Somewhere in the telling, Sage felt the grief shift shape. Not smaller. Not gone. But carried differently, shared across two people instead of one.
“Thank you. For listening.”
“Thank you for trusting me with him.” He cleared his throat. “With who he was.”
“You didn’t fail him.” The words came easier now. Not absolution. Not yet. But the beginning of something that might grow into it, given time. “You couldn’t save him. Those aren’t the same thing.”
He was quiet after that. She could read the shape of his thoughts in the silence of him, the way his breathing slowed and his grip on her loosened slightly. A man who’d spent years believing he deserved punishment, finally sitting with the possibility that he didn’t.
“He would have liked you,” she murmured.
“You think so?”
“He liked stubborn people. People who showed up even when it was hard. People who carried more than they should and refused to put it down.” She pressed her lips to his temple. “He would have recognized you immediately.”
Something opened in the bond, warmer than grief, close to peace.
The radio on Declan’s belt crackled. He locked up, every muscle going tight.
“Dec.” Nolan came through short and sharp. “Three contacts on the eastern border. A full mile closer than Tuesday.”
Declan’s arm loosened from around her. His eyes shifted, the vulnerability replaced by something hard and calculated.
“Double the eastern watch. I’ll check in at next rotation.”
He clipped the radio back. His attention fixed on the window.
The scout movement, the tightening border perimeter, the way Thornwood was probing closer each time. She’d mapped enough surveillance operations to recognize the rhythm of preparation. This wasn’t intimidation anymore. This was positioning.

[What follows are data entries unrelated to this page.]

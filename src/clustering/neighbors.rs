use crate::error::{FedSpcaError, Result};
use crate::utils::to_dense;
use log::debug;
use ndarray::{Array2, ArrayView1, ArrayView2, Axis};
use rayon::prelude::*;
use smartcore::linalg::basic::matrix::DenseMatrix;
use smartcore::metrics::distance::manhattan::Manhattan;
use smartcore::metrics::distance::Distances;
use smartcore::neighbors::knn_classifier::{KNNClassifier, KNNClassifierParameters};
use smartcore::neighbors::KNNWeightFunction;

/// Labels query points from a labelled training set.
pub trait NeighborClassifier: Send + Sync {
    /// Returns one label row per query row, with the column count of
    /// `train_y`.
    fn predict(
        &self,
        train_x: ArrayView2<f64>,
        train_y: ArrayView2<f64>,
        query: ArrayView2<f64>,
    ) -> Result<Array2<f64>>;
}

/// Vote among the `n_neighbors` closest training rows under the Manhattan
/// distance, backed by smartcore's KNN classifier.
///
/// Multi-column labels are voted column by column. smartcore needs at least
/// two neighbours, so a single neighbour is run as two weighted by inverse
/// distance, where the nearer one always carries the vote.
#[derive(Debug, Clone, Copy)]
pub struct KNeighborsClassifier {
    n_neighbors: usize,
}

impl Default for KNeighborsClassifier {
    fn default() -> Self {
        Self { n_neighbors: 5 }
    }
}

impl KNeighborsClassifier {
    pub fn new(n_neighbors: usize) -> Result<Self> {
        if n_neighbors == 0 {
            return Err(FedSpcaError::InvalidConfiguration(
                "n_neighbors must be at least 1".into(),
            ));
        }
        Ok(Self { n_neighbors })
    }

    pub fn n_neighbors(&self) -> usize {
        self.n_neighbors
    }

    /// Votes one label column. Distinct values are encoded as class indices
    /// for smartcore and decoded afterwards.
    fn predict_column(
        data: &DenseMatrix<f64>,
        query: &DenseMatrix<f64>,
        n_query: usize,
        column: ArrayView1<f64>,
        k: usize,
    ) -> Result<Vec<f64>> {
        let mut classes: Vec<f64> = column.to_vec();
        classes.sort_by(|a, b| a.total_cmp(b));
        classes.dedup();
        if let [only] = classes.as_slice() {
            return Ok(vec![*only; n_query]);
        }
        let encoded: Vec<i32> = column
            .iter()
            .map(|v| classes.partition_point(|c| c.total_cmp(v).is_lt()) as i32)
            .collect();

        let (k, weight) = if k == 1 {
            (2, KNNWeightFunction::Distance)
        } else {
            (k, KNNWeightFunction::Uniform)
        };
        let params = KNNClassifierParameters::default()
            .with_k(k)
            .with_weight(weight)
            .with_distance(Distances::manhattan());

        let model =
            KNNClassifier::<f64, i32, DenseMatrix<f64>, Vec<i32>, Manhattan<f64>>::fit(data, &encoded, params)
                .map_err(|e| FedSpcaError::backend("nearest-neighbour vote", e))?;
        let predicted = model
            .predict(query)
            .map_err(|e| FedSpcaError::backend("nearest-neighbour vote", e))?;

        predicted
            .into_iter()
            .map(|c| {
                classes.get(c as usize).copied().ok_or_else(|| {
                    FedSpcaError::backend("nearest-neighbour vote", format!("unknown class index {}", c))
                })
            })
            .collect()
    }
}

impl NeighborClassifier for KNeighborsClassifier {
    fn predict(
        &self,
        train_x: ArrayView2<f64>,
        train_y: ArrayView2<f64>,
        query: ArrayView2<f64>,
    ) -> Result<Array2<f64>> {
        if train_x.nrows() == 0 {
            return Err(FedSpcaError::EmptyInput("no training samples".into()));
        }
        if train_y.nrows() != train_x.nrows() {
            return Err(FedSpcaError::shape(
                "neighbour labels",
                (train_x.nrows(), train_y.ncols()),
                train_y.dim(),
            ));
        }
        if query.ncols() != train_x.ncols() {
            return Err(FedSpcaError::shape(
                "neighbour query",
                (query.nrows(), train_x.ncols()),
                query.dim(),
            ));
        }

        let mut predicted = Array2::zeros((query.nrows(), train_y.ncols()));
        if train_x.nrows() == 1 {
            for mut row in predicted.rows_mut() {
                row.assign(&train_y.row(0));
            }
            return Ok(predicted);
        }

        let k = self.n_neighbors.min(train_x.nrows());
        if k < self.n_neighbors {
            debug!(
                "only {} training samples, voting with {} neighbours instead of {}",
                train_x.nrows(),
                k,
                self.n_neighbors
            );
        }

        let data = to_dense(train_x);
        let points = to_dense(query);
        let columns = train_y
            .axis_iter(Axis(1))
            .into_par_iter()
            .map(|column| Self::predict_column(&data, &points, query.nrows(), column, k))
            .collect::<Result<Vec<_>>>()?;

        for (mut out, labels) in predicted.columns_mut().into_iter().zip(columns) {
            for (slot, label) in out.iter_mut().zip(labels) {
                *slot = label;
            }
        }
        Ok(predicted)
    }
}
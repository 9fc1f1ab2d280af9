use crate::error::{FedSpcaError, Result};
use nalgebra::DMatrix;
use ndarray::{concatenate, Array1, Array2, ArrayView2, Axis};
use nshare::{IntoNalgebra, IntoNdarray2};
use smartcore::linalg::basic::arrays::{Array2 as DenseArray2, MutArray};
use smartcore::linalg::basic::matrix::DenseMatrix;

/// Copies an ndarray view into an owned nalgebra matrix.
pub(crate) fn to_dmatrix(a: ArrayView2<f64>) -> DMatrix<f64> {
    a.into_nalgebra().into_owned()
}

pub(crate) fn to_array2(m: DMatrix<f64>) -> Array2<f64> {
    m.into_ndarray2().into_owned()
}

pub(crate) fn to_dense(x: ArrayView2<f64>) -> DenseMatrix<f64> {
    let mut dense = <DenseMatrix<f64> as DenseArray2<f64>>::zeros(x.nrows(), x.ncols());
    for ((i, j), &v) in x.indexed_iter() {
        dense.set((i, j), v);
    }
    dense
}

/// `H = I - (1/n)·1·1ᵗ`
pub fn centering_matrix(n: usize) -> Array2<f64> {
    let inv = 1.0 / n as f64;
    Array2::from_shape_fn((n, n), |(i, j)| if i == j { 1.0 - inv } else { -inv })
}

/// Shape summary of a horizontally partitioned data set.
#[derive(Debug, Clone, PartialEq, Eq)]
pub struct Partition {
    pub n_features: usize,
    pub n_labels: usize,
    pub client_sizes: Vec<usize>,
}

impl Partition {
    pub fn n_samples(&self) -> usize {
        self.client_sizes.iter().sum()
    }

    pub fn n_clients(&self) -> usize {
        self.client_sizes.len()
    }

    /// Row offset of every client inside the row-stacked data set.
    pub fn offsets(&self) -> Vec<usize> {
        self.client_sizes
            .iter()
            .scan(0, |acc, &n_i| {
                let start = *acc;
                *acc += n_i;
                Some(start)
            })
            .collect()
    }
}

/// Checks that every client shares the feature and label dimension and that
/// features and labels are row aligned.
pub fn validate_partition(xs: &[Array2<f64>], ys: &[Array2<f64>]) -> Result<Partition> {
    if xs.is_empty() {
        return Err(FedSpcaError::EmptyInput("no clients supplied".into()));
    }
    if xs.len() != ys.len() {
        return Err(FedSpcaError::shape(
            "client count of labels",
            (xs.len(), 1),
            (ys.len(), 1),
        ));
    }

    let n_features = xs[0].ncols();
    let n_labels = ys[0].ncols();
    let mut client_sizes = Vec::with_capacity(xs.len());

    for (i, (x, y)) in xs.iter().zip(ys).enumerate() {
        if x.nrows() == 0 {
            return Err(FedSpcaError::EmptyInput(format!("client {} has no samples", i)));
        }
        if x.ncols() != n_features {
            return Err(FedSpcaError::shape(
                format!("features of client {}", i),
                (x.nrows(), n_features),
                x.dim(),
            ));
        }
        if y.dim() != (x.nrows(), n_labels) {
            return Err(FedSpcaError::shape(
                format!("labels of client {}", i),
                (x.nrows(), n_labels),
                y.dim(),
            ));
        }
        client_sizes.push(x.nrows());
    }

    if n_features == 0 {
        return Err(FedSpcaError::EmptyInput("feature dimension is zero".into()));
    }

    Ok(Partition {
        n_features,
        n_labels,
        client_sizes,
    })
}

/// Row-stacks a sequence of matrices that share their column count.
pub fn vstack(parts: &[Array2<f64>]) -> Result<Array2<f64>> {
    if parts.is_empty() {
        return Err(FedSpcaError::EmptyInput("nothing to stack".into()));
    }
    let views: Vec<ArrayView2<f64>> = parts.iter().map(|p| p.view()).collect();
    concatenate(Axis(0), &views).map_err(|_| {
        let ncols = parts[0].ncols();
        let bad = parts
            .iter()
            .find(|p| p.ncols() != ncols)
            .map(|p| p.dim())
            .unwrap_or((0, 0));
        FedSpcaError::shape("row stacking", (bad.0, ncols), bad)
    })
}

/// Builds an (n × n_classes) one-hot label matrix.
pub fn one_hot(labels: &[usize], n_classes: usize) -> Result<Array2<f64>> {
    if labels.is_empty() {
        return Err(FedSpcaError::EmptyInput("no labels to encode".into()));
    }
    let mut encoded = Array2::zeros((labels.len(), n_classes));
    for (row, &label) in labels.iter().enumerate() {
        if label >= n_classes {
            return Err(FedSpcaError::InvalidConfiguration(format!(
                "label {} outside of {} classes",
                label, n_classes
            )));
        }
        encoded[[row, label]] = 1.0;
    }
    Ok(encoded)
}

/// Subtracts `mean` from every row of an owned copy of `x`.
pub fn center_rows(x: ArrayView2<f64>, mean: &Array1<f64>) -> Array2<f64> {
    let mut centered = x.to_owned();
    centered
        .axis_iter_mut(Axis(0))
        .for_each(|mut row| row -= mean);
    centered
}

/// Largest absolute element-wise difference between two same-shaped matrices.
pub fn max_abs_diff(a: ArrayView2<f64>, b: ArrayView2<f64>) -> f64 {
    a.iter()
        .zip(b.iter())
        .fold(0.0_f64, |acc, (x, y)| acc.max((x - y).abs()))
}

#[cfg(test)]
mod tests {
    use super::*;
    use approx::assert_abs_diff_eq;
    use ndarray::array;

    #[test]
    fn test_centering_matrix_removes_column_means() {
        let h = centering_matrix(4);
        let x = array![[1.0, 2.0], [3.0, 4.0], [5.0, 0.0], [-1.0, 2.0]];
        let centered = h.dot(&x);

        for col in centered.columns() {
            assert_abs_diff_eq!(col.sum(), 0.0, epsilon = 1e-12);
        }
        assert!(max_abs_diff(h.dot(&h).view(), h.view()) < 1e-12);
    }

    #[test]
    fn test_validate_partition() {
        let xs = vec![Array2::<f64>::zeros((3, 4)), Array2::zeros((5, 4))];
        let ys = vec![Array2::<f64>::zeros((3, 2)), Array2::zeros((5, 2))];
        let partition = validate_partition(&xs, &ys).unwrap();

        assert_eq!(partition.n_features, 4);
        assert_eq!(partition.n_labels, 2);
        assert_eq!(partition.n_samples(), 8);
        assert_eq!(partition.offsets(), vec![0, 3]);
    }

    #[test]
    fn test_validate_partition_errors() {
        let ys = vec![Array2::<f64>::zeros((3, 2))];
        assert!(matches!(
            validate_partition(&[], &[]),
            Err(FedSpcaError::EmptyInput(_))
        ));

        let xs = vec![Array2::<f64>::zeros((3, 4)), Array2::zeros((3, 5))];
        let ys2 = vec![Array2::<f64>::zeros((3, 2)), Array2::zeros((3, 2))];
        assert!(matches!(
            validate_partition(&xs, &ys2),
            Err(FedSpcaError::ShapeMismatch { .. })
        ));

        let xs = vec![Array2::<f64>::zeros((4, 4))];
        assert!(matches!(
            validate_partition(&xs, &ys),
            Err(FedSpcaError::ShapeMismatch { .. })
        ));

        let xs = vec![Array2::<f64>::zeros((0, 4))];
        let ys = vec![Array2::<f64>::zeros((0, 2))];
        assert!(matches!(
            validate_partition(&xs, &ys),
            Err(FedSpcaError::EmptyInput(_))
        ));
    }

    #[test]
    fn test_one_hot() {
        let encoded = one_hot(&[0, 2, 1], 3).unwrap();
        assert_eq!(encoded, array![[1.0, 0.0, 0.0], [0.0, 0.0, 1.0], [0.0, 1.0, 0.0]]);
        assert!(one_hot(&[3], 3).is_err());
    }

    #[test]
    fn test_nalgebra_round_trip_keeps_layout() {
        let a = array![[1.0, 2.0, 3.0], [4.0, 5.0, 6.0]];
        let m = to_dmatrix(a.view());
        assert_eq!(m[(1, 2)], 6.0);
        assert_eq!(to_array2(m), a);

        let t = to_dmatrix(a.t());
        assert_eq!(t.nrows(), 3);
        assert_eq!(t[(2, 1)], 6.0);
    }

    #[test]
    fn test_dense_matrix_keeps_layout() {
        use smartcore::linalg::basic::arrays::Array;

        let a = array![[1.0, 2.0, 3.0], [4.0, 5.0, 6.0]];
        let dense = to_dense(a.t());
        assert_eq!(dense.shape(), (3, 2));
        assert_eq!(*dense.get((2, 1)), 6.0);
        assert_eq!(*dense.get((0, 1)), 4.0);
    }

    #[test]
    fn test_center_rows_does_not_touch_input() {
        let x = array![[1.0, 2.0], [3.0, 4.0]];
        let mean = array![2.0, 3.0];
        let centered = center_rows(x.view(), &mean);
        assert_eq!(centered, array![[-1.0, -1.0], [1.0, 1.0]]);
        assert_eq!(x, array![[1.0, 2.0], [3.0, 4.0]]);
    }
}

“They’re escalating.” She kept her breathing even. “This is what it looks like right before someone decides they have enough information to move.”
Declan stilled. “You’ve seen this before.”
“In criminal organizations, yes. Three weeks of watching, then a gap in the pattern, then they act.” She kept his eyes. “Whatever Thornwood is planning, it’s closer than Jace thinks.”
He absorbed her words and filed it alongside things that mattered.
“I need to report this to Jace. All of it.” He touched her face, brief and deliberate. “But this conversation isn’t over.”
“I know.” She leaned in close to him. “Go. Tell Jace what I said about the timing. It might matter.”
He kissed her once, then pulled on his jacket and walked out into the morning.
Sage stood in the warmed cabin thinking about escalation patterns, and about a man who had worked double shifts to buy his sister a camera, and about how loss could hollow a wolf down to its worst instincts.
She thought about all three things for a long time. Then she set her mug down, picked up her jacket, and went after Declan.
She didn’t know yet what that meant. She was still working it out.